A single center observational cohort of 203 melanoma patients with a primary cutaneous melanoma (tumour thickness > 1 mm) and without clinical evidence of metastasis was investigated from 2002 to 2009. Head and neck melanoma were excluded. SLN was identified following preoperative lymphoscintigraphy and intraoperative gamma probe interrogation.

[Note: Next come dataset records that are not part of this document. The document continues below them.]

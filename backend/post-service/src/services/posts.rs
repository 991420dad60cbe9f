/// Post service - post CRUD, engagement toggles, comments and listings
use std::sync::Arc;
use uuid::Uuid;

use super::media::{ImageUpload, MediaStore, MAX_IMAGES_PER_POST};
use super::notifications::NotificationService;
use crate::cache::{CacheLookup, PostCache};
use crate::db::{FollowRepository, PostRepository};
use crate::error::{AppError, Result};
use crate::metrics;
use crate::middleware::{check_comment_deletion, check_post_ownership, AuthUser};
use crate::models::{
    Comment, ImageAppend, NewPost, NotificationKind, Page, Pagination, Post, PostFilter,
    PostUpdate, ToggleOutcome,
};

pub struct PostService {
    posts: Arc<dyn PostRepository>,
    follows: Arc<dyn FollowRepository>,
    notifications: NotificationService,
    media: Arc<MediaStore>,
    cache: Option<Arc<PostCache>>,
}

fn post_not_found() -> AppError {
    AppError::NotFound("Post not found".to_string())
}

fn image_limit_exceeded() -> AppError {
    AppError::Validation(format!("A post can carry at most {} images", MAX_IMAGES_PER_POST))
}

impl PostService {
    pub fn new(
        posts: Arc<dyn PostRepository>,
        follows: Arc<dyn FollowRepository>,
        notifications: NotificationService,
        media: Arc<MediaStore>,
    ) -> Self {
        Self {
            posts,
            follows,
            notifications,
            media,
            cache: None,
        }
    }

    pub fn with_cache(mut self, cache: Option<Arc<PostCache>>) -> Self {
        self.cache = cache;
        self
    }

    fn cache(&self) -> Option<&Arc<PostCache>> {
        self.cache.as_ref()
    }

    async fn invalidate(&self, post_id: Uuid) {
        if let Some(cache) = self.cache() {
            if let Err(err) = cache.invalidate_post(post_id).await {
                tracing::warn!(%post_id, "post cache invalidation failed: {}", err);
            }
        }
    }

    async fn load(&self, post_id: Uuid) -> Result<Post> {
        self.posts
            .find_post(post_id)
            .await?
            .ok_or_else(post_not_found)
    }

    async fn list(&self, filter: PostFilter, pagination: Pagination) -> Result<Page<Post>> {
        let (items, total) = self
            .posts
            .list_posts(&filter, pagination.limit, pagination.offset())
            .await?;
        Ok(Page::new(items, pagination, total))
    }

    /// All posts, newest first
    pub async fn list_posts(&self, pagination: Pagination) -> Result<Page<Post>> {
        self.list(PostFilter::All, pagination).await
    }

    pub async fn user_posts(&self, user_id: Uuid, pagination: Pagination) -> Result<Page<Post>> {
        self.list(PostFilter::Author(user_id), pagination).await
    }

    /// Posts by the users `user_id` follows plus their own
    pub async fn feed(&self, user_id: Uuid, pagination: Pagination) -> Result<Page<Post>> {
        let mut authors = self.follows.following_ids(user_id).await?;
        authors.push(user_id);
        self.list(PostFilter::Authors(authors), pagination).await
    }

    pub async fn saved_posts(&self, user_id: Uuid, pagination: Pagination) -> Result<Page<Post>> {
        self.list(PostFilter::SavedBy(user_id), pagination).await
    }

    pub async fn liked_posts(&self, user_id: Uuid, pagination: Pagination) -> Result<Page<Post>> {
        self.list(PostFilter::LikedBy(user_id), pagination).await
    }

    pub async fn create_post(
        &self,
        user_id: Uuid,
        title: Option<String>,
        text: String,
    ) -> Result<Post> {
        let post = self
            .posts
            .create_post(NewPost {
                user_id,
                title,
                text,
            })
            .await?;

        tracing::info!(post_id = %post.id, %user_id, "post created");
        Ok(post)
    }

    /// Get a post by ID, reading through the cache when one is configured
    pub async fn get_post(&self, post_id: Uuid) -> Result<Post> {
        let mut generation = None;
        if let Some(cache) = self.cache() {
            match cache.get_post(post_id).await {
                Ok(CacheLookup::Hit(cached)) => return Ok(cached),
                Ok(CacheLookup::Miss { generation: g }) => generation = Some(g),
                Err(err) => tracing::debug!(%post_id, "post cache read failed: {}", err),
            }
        }

        let post = self.load(post_id).await?;

        // refill only under the generation observed before the load
        if let (Some(cache), Some(generation)) = (self.cache(), generation) {
            if let Err(err) = cache.cache_post(&post, generation).await {
                tracing::debug!(%post_id, "post cache set failed: {}", err);
            }
        }

        Ok(post)
    }

    pub async fn update_post(
        &self,
        user: &AuthUser,
        post_id: Uuid,
        update: PostUpdate,
    ) -> Result<Post> {
        let post = self.load(post_id).await?;
        check_post_ownership(user, &post)?;

        let updated = self
            .posts
            .update_post(post_id, update)
            .await?
            .ok_or_else(post_not_found)?;
        self.invalidate(post_id).await;

        tracing::info!(%post_id, user_id = %user.id, "post updated");
        Ok(updated)
    }

    /// Remove the post, its engagement and its stored images
    pub async fn delete_post(&self, user: &AuthUser, post_id: Uuid) -> Result<()> {
        let post = self.load(post_id).await?;
        check_post_ownership(user, &post)?;

        if !self.posts.delete_post(post_id).await? {
            return Err(post_not_found());
        }
        self.invalidate(post_id).await;

        if let Err(err) = self.media.remove_post_media(post_id).await {
            tracing::warn!(%post_id, "failed to remove post media: {}", err);
        }

        tracing::info!(%post_id, user_id = %user.id, "post deleted");
        Ok(())
    }

    /// Store uploaded images and append their paths to the post
    ///
    /// The store re-checks the per-post limit when appending. Files written
    /// for an upload that is not appended are removed.
    pub async fn add_images(
        &self,
        user: &AuthUser,
        post_id: Uuid,
        uploads: Vec<ImageUpload>,
    ) -> Result<Post> {
        if uploads.is_empty() {
            return Err(AppError::Validation("No images provided".to_string()));
        }

        let post = self.load(post_id).await?;
        check_post_ownership(user, &post)?;

        if post.images.len() + uploads.len() > MAX_IMAGES_PER_POST {
            return Err(image_limit_exceeded());
        }
        for upload in &uploads {
            MediaStore::validate(upload)?;
        }

        let mut paths = Vec::with_capacity(uploads.len());
        for upload in &uploads {
            match self.media.save_image(post_id, upload).await {
                Ok(path) => paths.push(path),
                Err(err) => {
                    self.media.remove_images(post_id, &paths).await;
                    return Err(err);
                }
            }
        }

        let appended = self
            .posts
            .append_images(post_id, &paths, MAX_IMAGES_PER_POST)
            .await;
        let updated = match appended {
            Ok(ImageAppend::Appended(post)) => post,
            other => {
                self.media.remove_images(post_id, &paths).await;
                return Err(match other {
                    Ok(ImageAppend::LimitExceeded) => image_limit_exceeded(),
                    Err(err) => err,
                    _ => post_not_found(),
                });
            }
        };
        self.invalidate(post_id).await;

        tracing::info!(%post_id, count = paths.len(), "images attached");
        Ok(updated)
    }

    /// Flip the caller's like; the owner is notified when a like is added
    pub async fn toggle_like(&self, user_id: Uuid, post_id: Uuid) -> Result<ToggleOutcome> {
        let post = self.load(post_id).await?;
        let outcome = self
            .posts
            .toggle_like(post_id, user_id)
            .await?
            .ok_or_else(post_not_found)?;
        self.invalidate(post_id).await;
        metrics::record_toggle("like", outcome.active);

        if outcome.active {
            self.notifications
                .notify(post.user_id, user_id, NotificationKind::Like, Some(post_id))
                .await;
        }

        Ok(outcome)
    }

    pub async fn toggle_save(&self, user_id: Uuid, post_id: Uuid) -> Result<ToggleOutcome> {
        let outcome = self
            .posts
            .toggle_save(post_id, user_id)
            .await?
            .ok_or_else(post_not_found)?;
        self.invalidate(post_id).await;
        metrics::record_toggle("save", outcome.active);

        Ok(outcome)
    }

    /// Returns every comment on the post after the insert, oldest first
    pub async fn add_comment(
        &self,
        user_id: Uuid,
        post_id: Uuid,
        text: String,
    ) -> Result<Vec<Comment>> {
        let post = self.load(post_id).await?;
        let comments = self
            .posts
            .add_comment(post_id, user_id, text)
            .await?
            .ok_or_else(post_not_found)?;
        self.invalidate(post_id).await;

        self.notifications
            .notify(
                post.user_id,
                user_id,
                NotificationKind::Comment,
                Some(post_id),
            )
            .await;

        Ok(comments)
    }

    pub async fn delete_comment(
        &self,
        user: &AuthUser,
        post_id: Uuid,
        comment_id: Uuid,
    ) -> Result<Vec<Comment>> {
        let post = self.load(post_id).await?;
        let comment = self
            .posts
            .find_comment(post_id, comment_id)
            .await?
            .ok_or_else(|| AppError::NotFound("Comment not found".to_string()))?;
        check_comment_deletion(user, &post, &comment)?;

        let comments = self.posts.delete_comment(post_id, comment_id).await?;
        self.invalidate(post_id).await;

        tracing::info!(%post_id, %comment_id, user_id = %user.id, "comment deleted");
        Ok(comments)
    }
}

#[cfg(test)]
mod tests {
    use super::*;
    use crate::db::{MemoryStore, NotificationRepository};
    use crate::models::Role;

    struct Fixture {
        store: Arc<MemoryStore>,
        service: PostService,
        upload_dir: tempfile::TempDir,
    }

    fn fixture() -> Fixture {
        let dir = tempfile::tempdir().unwrap();
        let store = Arc::new(MemoryStore::new());
        let service = PostService::new(
            store.clone(),
            store.clone(),
            NotificationService::new(store.clone()),
            Arc::new(MediaStore::new(dir.path())),
        );
        Fixture {
            store,
            service,
            upload_dir: dir,
        }
    }

    fn caller(role: Role) -> AuthUser {
        AuthUser {
            id: Uuid::new_v4(),
            role,
        }
    }

    #[tokio::test]
    async fn test_like_notifies_owner_once() {
        let f = fixture();
        let owner = caller(Role::User);
        let fan = caller(Role::User);
        let post = f
            .service
            .create_post(owner.id, None, "hello".to_string())
            .await
            .unwrap();

        let liked = f.service.toggle_like(fan.id, post.id).await.unwrap();
        assert!(liked.active);
        let unliked = f.service.toggle_like(fan.id, post.id).await.unwrap();
        assert!(!unliked.active);

        assert_eq!(f.store.unread_count(owner.id).await.unwrap(), 1);
    }

    #[tokio::test]
    async fn test_own_like_is_not_notified() {
        let f = fixture();
        let owner = caller(Role::User);
        let post = f
            .service
            .create_post(owner.id, None, "hello".to_string())
            .await
            .unwrap();

        f.service.toggle_like(owner.id, post.id).await.unwrap();
        assert_eq!(f.store.unread_count(owner.id).await.unwrap(), 0);
    }

    #[tokio::test]
    async fn test_update_requires_owner_or_root() {
        let f = fixture();
        let owner = caller(Role::User);
        let post = f
            .service
            .create_post(owner.id, None, "hello".to_string())
            .await
            .unwrap();
        let update = PostUpdate {
            title: None,
            text: Some("edited".to_string()),
        };

        let err = f
            .service
            .update_post(&caller(Role::User), post.id, update.clone())
            .await
            .unwrap_err();
        assert!(matches!(err, AppError::Unauthorized(_)));

        let updated = f
            .service
            .update_post(&caller(Role::Root), post.id, update)
            .await
            .unwrap();
        assert_eq!(updated.text, "edited");
    }

    #[tokio::test]
    async fn test_feed_includes_followed_and_own_posts() {
        let f = fixture();
        let me = caller(Role::User);
        let friend = caller(Role::User);
        let stranger = caller(Role::User);

        f.store.toggle_follow(me.id, friend.id).await.unwrap();
        for (author, text) in [(me.id, "mine"), (friend.id, "friend"), (stranger.id, "stranger")] {
            f.service
                .create_post(author, None, text.to_string())
                .await
                .unwrap();
        }

        let page = f.service.feed(me.id, Pagination::default()).await.unwrap();
        let texts: Vec<&str> = page.items.iter().map(|p| p.text.as_str()).collect();
        assert_eq!(texts, vec!["friend", "mine"]);
        assert_eq!(page.total, 2);
    }

    #[tokio::test]
    async fn test_image_limit_per_post() {
        let f = fixture();
        let owner = caller(Role::User);
        let post = f
            .service
            .create_post(owner.id, None, "gallery".to_string())
            .await
            .unwrap();
        let upload = ImageUpload {
            content_type: "image/png".to_string(),
            data: vec![1u8; 8],
        };

        let post = f
            .service
            .add_images(&owner, post.id, vec![upload.clone(); MAX_IMAGES_PER_POST])
            .await
            .unwrap();
        assert_eq!(post.images.len(), MAX_IMAGES_PER_POST);

        let err = f
            .service
            .add_images(&owner, post.id, vec![upload])
            .await
            .unwrap_err();
        assert!(matches!(err, AppError::Validation(_)));
    }

    #[tokio::test]
    async fn test_concurrent_uploads_respect_image_limit() {
        let f = fixture();
        let owner = caller(Role::User);
        let post = f
            .service
            .create_post(owner.id, None, "gallery".to_string())
            .await
            .unwrap();
        let upload = ImageUpload {
            content_type: "image/png".to_string(),
            data: vec![1u8; 8],
        };

        let (first, second) = tokio::join!(
            f.service.add_images(&owner, post.id, vec![upload.clone(); 6]),
            f.service.add_images(&owner, post.id, vec![upload.clone(); 6]),
        );
        assert_eq!(
            [first.is_ok(), second.is_ok()].iter().filter(|ok| **ok).count(),
            1
        );
        let rejected = first.err().or(second.err()).unwrap();
        assert!(matches!(rejected, AppError::Validation(_)));

        let stored = f.service.get_post(post.id).await.unwrap();
        assert_eq!(stored.images.len(), 6);

        // the rejected upload leaves no files behind
        let files = std::fs::read_dir(f.upload_dir.path().join(post.id.to_string()))
            .unwrap()
            .count();
        assert_eq!(files, 6);
    }
}
use actix_web::{web, HttpResponse};
use serde::Deserialize;
use uuid::Uuid;
use validator::Validate;

use crate::error::Result;
use crate::middleware::AuthUser;
use crate::state::AppState;

#[derive(Debug, Deserialize, Validate)]
pub struct RegisterRequest {
    #[validate(length(min = 3, max = 30, message = "username must be 3-30 characters"))]
    pub username: String,
    #[validate(email(message = "email must be a valid address"))]
    pub email: String,
    #[validate(length(min = 8, max = 128, message = "password must be 8-128 characters"))]
    pub password: String,
}

impl RegisterRequest {
    /// Length rules apply to the name as it will be stored
    fn trimmed(mut self) -> Self {
        self.username = self.username.trim().to_string();
        self.email = self.email.trim().to_string();
        self
    }
}

#[derive(Debug, Deserialize, Validate)]
pub struct LoginRequest {
    #[validate(email(message = "email must be a valid address"))]
    pub email: String,
    #[validate(length(min = 1, message = "password is required"))]
    pub password: String,
}

/// POST /api/users/register
pub async fn register(
    state: web::Data<AppState>,
    body: web::Json<RegisterRequest>,
) -> Result<HttpResponse> {
    let req = body.into_inner().trimmed();
    req.validate()?;

    let response = state
        .user_service()
        .register(req.username, req.email, req.password)
        .await?;

    Ok(HttpResponse::Created().json(response))
}

/// POST /api/users/login
pub async fn login(
    state: web::Data<AppState>,
    body: web::Json<LoginRequest>,
) -> Result<HttpResponse> {
    body.validate()?;
    let req = body.into_inner();

    let response = state.user_service().login(&req.email, req.password).await?;
    Ok(HttpResponse::Ok().json(response))
}

/// GET /api/users/me
pub async fn get_me(state: web::Data<AppState>, user: AuthUser) -> Result<HttpResponse> {
    let me = state.user_service().get_user(user.id).await?;
    Ok(HttpResponse::Ok().json(me))
}

/// GET /api/users/{user_id}
pub async fn get_profile(
    state: web::Data<AppState>,
    user_id: web::Path<Uuid>,
) -> Result<HttpResponse> {
    let profile = state.user_service().profile(user_id.into_inner()).await?;
    Ok(HttpResponse::Ok().json(profile))
}
use actix_web::{web, HttpResponse};
use uuid::Uuid;

use crate::error::Result;
use crate::middleware::AuthUser;
use crate::models::PaginationParams;
use crate::state::AppState;

/// PUT /api/followers/{user_id}
pub async fn toggle_follow(
    state: web::Data<AppState>,
    user: AuthUser,
    target: web::Path<Uuid>,
) -> Result<HttpResponse> {
    let toggle = state
        .follow_service()
        .toggle_follow(user.id, target.into_inner())
        .await?;
    Ok(HttpResponse::Ok().json(toggle))
}

/// GET /api/followers/{user_id}/following
pub async fn get_following(
    state: web::Data<AppState>,
    user_id: web::Path<Uuid>,
    query: web::Query<PaginationParams>,
) -> Result<HttpResponse> {
    let pagination = query.resolve()?;
    let page = state
        .follow_service()
        .following(user_id.into_inner(), pagination)
        .await?;
    Ok(HttpResponse::Ok().json(page))
}

/// GET /api/followers/{user_id}/followers
pub async fn get_followers(
    state: web::Data<AppState>,
    user_id: web::Path<Uuid>,
    query: web::Query<PaginationParams>,
) -> Result<HttpResponse> {
    let pagination = query.resolve()?;
    let page = state
        .follow_service()
        .followers(user_id.into_inner(), pagination)
        .await?;
    Ok(HttpResponse::Ok().json(page))
}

The SLN identification rate was 97%. The SLN was tumor positive in 44 patients (22%). Positive SLN was significantly associated with primary tumor thickness and microscopic ulceration. The median follow-up was 39.5 (5–97) months. Disease progression was significantly more frequent in SLN positive patients (32% vs 13%, p = 0.002). Five-year DFS and OS of the entire cohort were 79.6% and 84.6%, respectively, with a statistical significant difference between SLN positive (58.7% and 69.7%) and SLN negative (85% and 90.3%) patients (p = 0.0006 and p = 0.0096 respectively). Postoperative complications after SLNB were observed in 12% of patients.
Our data confirm previous studies and support the clinical usefulness of SLNB as a reliable and accurate staging method in patients with cutaneous melanoma. However, the benefit of additional CLND in patients with positive SLN remains to be demonstrated.